**TASK INSTRUCTIONS**
Once the line with "pub const DEFAULT_PAGE_SIZE: u32 = 500;" is found in the data, output it and each following line exactly, up to and including the line with "one page fetch.", and nothing before or after.

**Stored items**
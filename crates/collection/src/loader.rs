//! Incremental page loader for the remote feature collection.
//!
//! The loader owns the accumulated feature set, the paging cursor, the
//! total-matched count, and the single-flight loading flag. The bookkeeping
//! is a two-phase state machine (`begin_page` / `complete_page`) so it can
//! be driven without a transport; `load_next_page` composes the two phases
//! around an actual fetch.
//!
//! Invariants:
//! - the feature set never exceeds `capacity`; a page that does not fit is
//!   truncated in arrival order and the rest discarded
//! - the cursor advances exactly once per successful merge and never on
//!   failure, so a failed offset is retried by the next call
//! - at most one page fetch is in flight at a time

use foundation::LngLat;
use tracing::{debug, warn};

use crate::feature::{Feature, FeaturePage};
use crate::source::{FeatureSource, FetchError};

/// Default page window requested from the remote collection.
pub const DEFAULT_PAGE_SIZE: u32 = 500;

/// Default ceiling on accumulated features, regardless of the remote total.
pub const DEFAULT_CAPACITY: usize = 10_000;

#[derive(Debug, Copy, Clone, PartialEq, Eq)]
pub struct LoaderConfig {
    pub page_size: u32,
    pub capacity: usize,
}

impl Default for LoaderConfig {
    fn default() -> Self {
        Self {
            page_size: DEFAULT_PAGE_SIZE,
            capacity: DEFAULT_CAPACITY,
        }
    }
}

/// Offset/limit window for one page fetch.
#[derive(Debug, Copy, Clone, PartialEq, Eq)]
pub struct PageRequest {
    pub offset: u64,
    pub limit: u32,
}

/// Paging bookkeeping; advances only on successful merges.
#[derive(Debug, Copy, Clone, PartialEq, Eq)]
pub struct PagingCursor {
    page_index: u64,
    page_size: u32,
}

impl PagingCursor {
    fn new(page_size: u32) -> Self {
        Self {
            page_index: 0,
            page_size,
        }
    }

    pub fn page_index(&self) -> u64 {
        self.page_index
    }

    pub fn page_size(&self) -> u32 {
        self.page_size
    }

    pub fn offset(&self) -> u64 {
        self.page_index * self.page_size as u64
    }

    fn advance(&mut self) {
        self.page_index += 1;
    }
}

/// Result of one load round.
#[derive(Debug, Clone, PartialEq)]
pub enum LoadOutcome {
    /// A page was merged; `discarded` counts features dropped at the ceiling.
    Merged {
        appended: usize,
        discarded: usize,
        /// Coordinates to recenter on, reported at most once per loader
        /// lifetime (first page, at least one feature).
        first_data: Option<LngLat>,
    },
    /// A fetch was already in flight; nothing was requested.
    InFlight,
    /// The feature set is at capacity; nothing was requested.
    AtCapacity,
}

#[derive(Debug)]
pub struct PageLoader {
    config: LoaderConfig,
    features: Vec<Feature>,
    cursor: PagingCursor,
    matched_count: Option<u64>,
    loading: bool,
    first_data_sent: bool,
    last_error: Option<FetchError>,
    revision: u64,
}

impl PageLoader {
    /// Zero-valued config entries are normalized to the defaults.
    pub fn new(config: LoaderConfig) -> Self {
        let config = LoaderConfig {
            page_size: if config.page_size == 0 {
                DEFAULT_PAGE_SIZE
            } else {
                config.page_size
            },
            capacity: if config.capacity == 0 {
                DEFAULT_CAPACITY
            } else {
                config.capacity
            },
        };
        Self {
            cursor: PagingCursor::new(config.page_size),
            config,
            features: Vec::new(),
            matched_count: None,
            loading: false,
            first_data_sent: false,
            last_error: None,
            revision: 0,
        }
    }

    /// Accumulated features, in arrival order.
    pub fn features(&self) -> &[Feature] {
        &self.features
    }

    pub fn feature_count(&self) -> usize {
        self.features.len()
    }

    pub fn capacity(&self) -> usize {
        self.config.capacity
    }

    pub fn is_at_capacity(&self) -> bool {
        self.features.len() >= self.config.capacity
    }

    /// Server-reported total; `None` until the meta fetch succeeds.
    pub fn matched_count(&self) -> Option<u64> {
        self.matched_count
    }

    pub fn is_loading(&self) -> bool {
        self.loading
    }

    /// Last page fetch error, kept for status display; cleared by the next
    /// successful merge.
    pub fn last_error(&self) -> Option<&FetchError> {
        self.last_error.as_ref()
    }

    /// Bumped on every published state change; the render loop republishes
    /// the collection when this moves.
    pub fn revision(&self) -> u64 {
        self.revision
    }

    pub fn cursor(&self) -> PagingCursor {
        self.cursor
    }

    /// Open a page fetch, or report why none should be issued.
    ///
    /// Returns `None` without any state change when a fetch is already in
    /// flight or the feature set is at capacity; the capacity check happens
    /// here, before any network call is made.
    pub fn begin_page(&mut self) -> Option<PageRequest> {
        if self.loading || self.is_at_capacity() {
            return None;
        }
        self.loading = true;
        Some(PageRequest {
            offset: self.cursor.offset(),
            limit: self.cursor.page_size(),
        })
    }

    /// Close the fetch opened by `begin_page` and merge its result.
    ///
    /// Always clears the loading flag. On success the page is appended up to
    /// the remaining capacity and the cursor advances, truncated or not; on
    /// failure nothing else changes, so the same offset is retried next.
    pub fn complete_page(
        &mut self,
        result: Result<FeaturePage, FetchError>,
    ) -> Result<LoadOutcome, FetchError> {
        self.loading = false;

        let page = match result {
            Ok(page) => page,
            Err(err) => {
                warn!("page {} fetch failed: {err}", self.cursor.page_index());
                self.last_error = Some(err.clone());
                return Err(err);
            }
        };

        let first_page = self.cursor.page_index() == 0;
        let room = self.config.capacity.saturating_sub(self.features.len());
        let total = page.features.len();
        let appended = total.min(room);
        self.features.extend(page.features.into_iter().take(appended));
        self.cursor.advance();
        self.last_error = None;
        self.revision += 1;

        let first_data = if first_page && appended > 0 && !self.first_data_sent {
            self.first_data_sent = true;
            Some(self.features[0].lng_lat())
        } else {
            None
        };

        debug!(
            "merged page {}: kept {appended} of {total}, {} accumulated",
            self.cursor.page_index() - 1,
            self.features.len()
        );

        Ok(LoadOutcome::Merged {
            appended,
            discarded: total - appended,
            first_data,
        })
    }

    /// Fetch and merge the next page.
    ///
    /// Skips without a network call when a fetch is in flight or the ceiling
    /// is reached. Errors are logged and surfaced for display, never fatal;
    /// re-invoking retries the same offset.
    pub async fn load_next_page(
        &mut self,
        source: &dyn FeatureSource,
    ) -> Result<LoadOutcome, FetchError> {
        let Some(request) = self.begin_page() else {
            return Ok(if self.loading {
                LoadOutcome::InFlight
            } else {
                LoadOutcome::AtCapacity
            });
        };
        let result = source.fetch_page(request.offset, request.limit).await;
        self.complete_page(result)
    }

    /// One-shot fetch of the server-reported total matched count.
    ///
    /// A no-op once the count is known. On failure the count stays unknown;
    /// the error is logged and returned but does not disturb `last_error`.
    /// Independent of the page-loading flag.
    pub async fn fetch_matched_count(
        &mut self,
        source: &dyn FeatureSource,
    ) -> Result<(), FetchError> {
        if self.matched_count.is_some() {
            return Ok(());
        }
        match source.fetch_meta().await {
            Ok(meta) => {
                self.matched_count = Some(meta.number_matched);
                self.revision += 1;
                Ok(())
            }
            Err(err) => {
                warn!("matched-count fetch failed: {err}");
                Err(err)
            }
        }
    }

    /// Return to the construction state: empty feature set, cursor at page
    /// zero, latches and error cleared, count unknown.
    pub fn reset(&mut self) {
        self.features.clear();
        self.cursor = PagingCursor::new(self.config.page_size);
        self.matched_count = None;
        self.loading = false;
        self.first_data_sent = false;
        self.last_error = None;
        self.revision += 1;
    }
}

**ANSWER BELOW**
pub const DEFAULT_PAGE_SIZE: u32 = 500;

/// Default ceiling on accumulated features, regardless of the remote total.
pub const DEFAULT_CAPACITY: usize = 10_000;

#[derive(Debug, Copy, Clone, PartialEq, Eq)]
pub struct LoaderConfig {
    pub page_size: u32,
    pub capacity: usize,
}

impl Default for LoaderConfig {
    fn default() -> Self {
        Self {
            page_size: DEFAULT_PAGE_SIZE,
            capacity: DEFAULT_CAPACITY,
        }
    }
}

/// Offset/limit window for one page fetch.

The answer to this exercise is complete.